Gil’s response was to just look in Nick’s direction and raise his eyebrows a little.

There was no spare seat, so Nick spent the flight in another row and thought more about his ‘knowledge’ of things. In a few minutes it seemed they were at McCarran.

Gil’s SUV was in the lot and he said his goodbyes to the team and made his way home, with Nick as his passenger. Nick seemed relaxed to Gil who then laughed out loud at the thought.

“What?”

“I just thought you looked relaxed. You’re a ghost, can you be relaxed?

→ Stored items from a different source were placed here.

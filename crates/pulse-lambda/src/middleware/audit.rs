use axum::extract::Request;
use axum::middleware::Next;
use axum::response::Response;
use tracing::info;
use uuid::Uuid;

/// Request logging middleware.
///
/// Logs every API request as a structured event using `tracing`. In
/// production these flow to CloudWatch via the JSON subscriber.
pub async fn audit_log(req: Request, next: Next) -> Response {
    let method = req.method().clone();
    let uri = req.uri().path().to_string();

    let response = next.run(req).await;

    let status = response.status().as_u16();
    info!(
        method = %method,
        path = %uri,
        status = status,
        "api_request"
    );

    response
}

/// A structured audit event for a successful mutation, emitted by handlers
/// after the store call returns.
#[derive(Debug)]
pub struct AuditEvent {
    pub action: &'static str,
    pub resource_type: &'static str,
    pub resource_id: Uuid,
    pub principal: String,
}

impl AuditEvent {
    pub fn new(
        action: &'static str,
        resource_type: &'static str,
        resource_id: Uuid,
        principal: impl Into<String>,
    ) -> Self {
        Self {
            action,
            resource_type,
            resource_id,
            principal: principal.into(),
        }
    }

    /// Emit this audit event via tracing.
    pub fn emit(&self) {
        info!(
            audit.action = self.action,
            audit.resource_type = self.resource_type,
            audit.resource_id = %self.resource_id,
            audit.principal = %self.principal,
            "audit event"
        );
    }
}
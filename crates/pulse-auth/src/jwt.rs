use jsonwebtoken::{Algorithm, Validation, decode};
use serde::Deserialize;

pub use jsonwebtoken::DecodingKey;

use crate::error::AuthError;

/// Build a decoding key from an RSA public key in PEM form.
pub fn decoding_key_from_rsa_pem(pem: &[u8]) -> Result<DecodingKey, AuthError> {
    Ok(DecodingKey::from_rsa_pem(pem)?)
}

/// Claims extracted from a Cognito JWT.
#[derive(Debug, Deserialize)]
pub struct Claims {
    pub sub: String,
    pub iss: String,
    pub token_use: String,
    pub exp: u64,
    pub iat: u64,
    #[serde(default)]
    pub email: Option<String>,
    #[serde(default)]
    pub username: Option<String>,
}

/// Validate a Cognito JWT and return its claims.
///
/// Checks signature, expiry, and issuer against the given user pool, and
/// requires a `token_use` of `access` or `id`. Takes a pre-fetched public
/// key; fetching the JWKS is the caller's concern.
pub fn validate_token(
    token: &str,
    decoding_key: &DecodingKey,
    user_pool_id: &str,
    region: &str,
) -> Result<Claims, AuthError> {
    let issuer = format!("https://cognito-idp.{region}.amazonaws.com/{user_pool_id}");

    let mut validation = Validation::new(Algorithm::RS256);
    validation.set_issuer(&[&issuer]);
    validation.validate_exp = true;

    let token_data = decode::<Claims>(token, decoding_key, &validation)?;

    let token_use = &token_data.claims.token_use;
    if token_use != "access" && token_use != "id" {
        return Err(AuthError::InvalidToken(format!(
            "unexpected token_use: {token_use}"
        )));
    }

    Ok(token_data.claims)
}
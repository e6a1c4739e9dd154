use std::sync::Arc;

use aws_sdk_s3::Client as S3Client;
use pulse_auth::jwt::DecodingKey;

/// Shared application state, injected into all route handlers via Axum state.
#[derive(Clone)]
pub struct AppState {
    pub s3: S3Client,
    pub bucket: String,
    pub auth: Arc<AuthSettings>,
}

/// Token-verification settings for the auth middleware.
pub struct AuthSettings {
    /// RS256 public key for Cognito tokens. When absent (local development),
    /// the bearer token itself is taken as the principal id, unverified.
    pub decoding_key: Option<DecodingKey>,
    pub user_pool_id: String,
    pub region: String,
}
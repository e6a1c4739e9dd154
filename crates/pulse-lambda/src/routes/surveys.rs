use axum::extract::{Path, State};
use axum::http::StatusCode;
use axum::{Extension, Json};
use serde::{Deserialize, Serialize};
use serde_json::{Map, Value};
use uuid::Uuid;

use pulse_core::models::survey::{NewSurvey, Survey, SurveyPatch, SurveyWithResponses};
use pulse_core::ownership::authorize_owner;
use pulse_core::s3_keys;
use pulse_core::update::sanitize_update;
use pulse_storage::{documents, objects};

use crate::error::ApiError;
use crate::middleware::audit::AuditEvent;
use crate::middleware::auth::Principal;
use crate::routes::responses::responses_for_survey;
use crate::state::AppState;

#[derive(Serialize)]
pub struct SurveyIndexBody {
    pub surveys: Vec<Survey>,
}

#[derive(Serialize)]
pub struct SurveyShowBody {
    pub survey: SurveyWithResponses,
}

#[derive(Serialize)]
pub struct SurveyCreatedBody {
    pub survey: Survey,
}

#[derive(Deserialize)]
pub struct CreateSurveyBody {
    pub survey: NewSurvey,
}

#[derive(Deserialize)]
pub struct UpdateSurveyBody {
    pub survey: Map<String, Value>,
}

/// INDEX — GET /surveys. Unfiltered; listing is not ownership-gated.
pub async fn list_surveys(
    State(state): State<AppState>,
) -> Result<Json<SurveyIndexBody>, ApiError> {
    let surveys =
        documents::load_all(&state.s3, &state.bucket, s3_keys::SURVEYS_PREFIX).await?;
    Ok(Json(SurveyIndexBody { surveys }))
}

/// Load one survey and join in the responses that reference it.
///
/// The stored survey carries no responses list; the collection here is
/// built by scanning the responses prefix for matching foreign keys.
pub async fn compose_survey(
    state: &AppState,
    id: Uuid,
) -> Result<SurveyWithResponses, ApiError> {
    let survey: Survey =
        documents::load_doc(&state.s3, &state.bucket, &s3_keys::survey(id)).await?;
    let responses = responses_for_survey(state, id).await?;
    Ok(SurveyWithResponses { survey, responses })
}

/// SHOW — GET /surveys/{id}. 200 with the composed survey.
pub async fn get_survey(
    State(state): State<AppState>,
    Path(id): Path<String>,
) -> Result<Json<SurveyShowBody>, ApiError> {
    let id = Uuid::parse_str(&id)?;
    let survey = compose_survey(&state, id).await?;
    Ok(Json(SurveyShowBody { survey }))
}

/// CREATE — POST /surveys. The owner is always the resolved principal,
/// never anything in the payload.
pub async fn create_survey(
    State(state): State<AppState>,
    Extension(principal): Extension<Principal>,
    Json(body): Json<CreateSurveyBody>,
) -> Result<(StatusCode, Json<SurveyCreatedBody>), ApiError> {
    let survey = Survey::create(body.survey, &principal.sub)?;
    documents::save_doc(&state.s3, &state.bucket, &s3_keys::survey(survey.id), &survey)
        .await?;

    AuditEvent::new("create", "survey", survey.id, &principal.sub).emit();
    Ok((StatusCode::CREATED, Json(SurveyCreatedBody { survey })))
}

/// UPDATE — PATCH /surveys/{id}.
///
/// load → authorize → sanitize → validate → apply, in that order; the
/// first failure ends the request. A payload that sanitizes down to
/// nothing is a valid no-op and skips the write.
pub async fn update_survey(
    State(state): State<AppState>,
    Extension(principal): Extension<Principal>,
    Path(id): Path<String>,
    Json(body): Json<UpdateSurveyBody>,
) -> Result<StatusCode, ApiError> {
    let id = Uuid::parse_str(&id)?;
    let key = s3_keys::survey(id);

    let mut survey: Survey = documents::load_doc(&state.s3, &state.bucket, &key).await?;
    authorize_owner(&principal.sub, &survey)?;

    let patch = SurveyPatch::from_sanitized(&sanitize_update(body.survey))?;
    if !patch.is_empty() {
        survey.apply(patch);
        documents::save_doc(&state.s3, &state.bucket, &key, &survey).await?;
    }

    AuditEvent::new("update", "survey", id, &principal.sub).emit();
    Ok(StatusCode::NO_CONTENT)
}

/// DESTROY — DELETE /surveys/{id}. Responses referencing the survey are
/// left in place; there is no cascade.
pub async fn delete_survey(
    State(state): State<AppState>,
    Extension(principal): Extension<Principal>,
    Path(id): Path<String>,
) -> Result<StatusCode, ApiError> {
    let id = Uuid::parse_str(&id)?;
    let key = s3_keys::survey(id);

    let survey: Survey = documents::load_doc(&state.s3, &state.bucket, &key).await?;
    authorize_owner(&principal.sub, &survey)?;

    objects::delete_object(&state.s3, &state.bucket, &key).await?;

    AuditEvent::new("delete", "survey", id, &principal.sub).emit();
    Ok(StatusCode::NO_CONTENT)
}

“I believe I can; I do feel better than I did, now that I know the funeral’s over. I can get down to….”

“What?”

“Well, I was going to say ‘living’, but that’s not it, is it?”

“Not exactly, but since we don’t know what you’re actually going to do, or what’s going to happen I suppose you will be ‘living’…as a ghost.”

“Yeah. I know some more things Gil…I’ve had some kind of knowledge…‘download’ from somewhere.”

“Really, now that sounds interesting.”

“It is, but come on, drive us home and get yourself a drink and we’ll talk about it.”

“Okay. ‘Home’? You consider my place home?”

“I think I do…is that okay with you?”

“Yes. Yes it is.” Gil smiled.

Gil unpacked while he was waiting for the kettle to boil, having decided on tea instead of something stronger. Nick was ‘helping’ to hang up Gil’s clothes. He could grasp a tie like he had a bottle of beer, but if he didn’t concentrate it would fall through his hand. He tried hanging Gil’s suit pants but it was too intricate a job to fold them over a pants’ hanger while holding the pants and the hanger and everything fell to the floor.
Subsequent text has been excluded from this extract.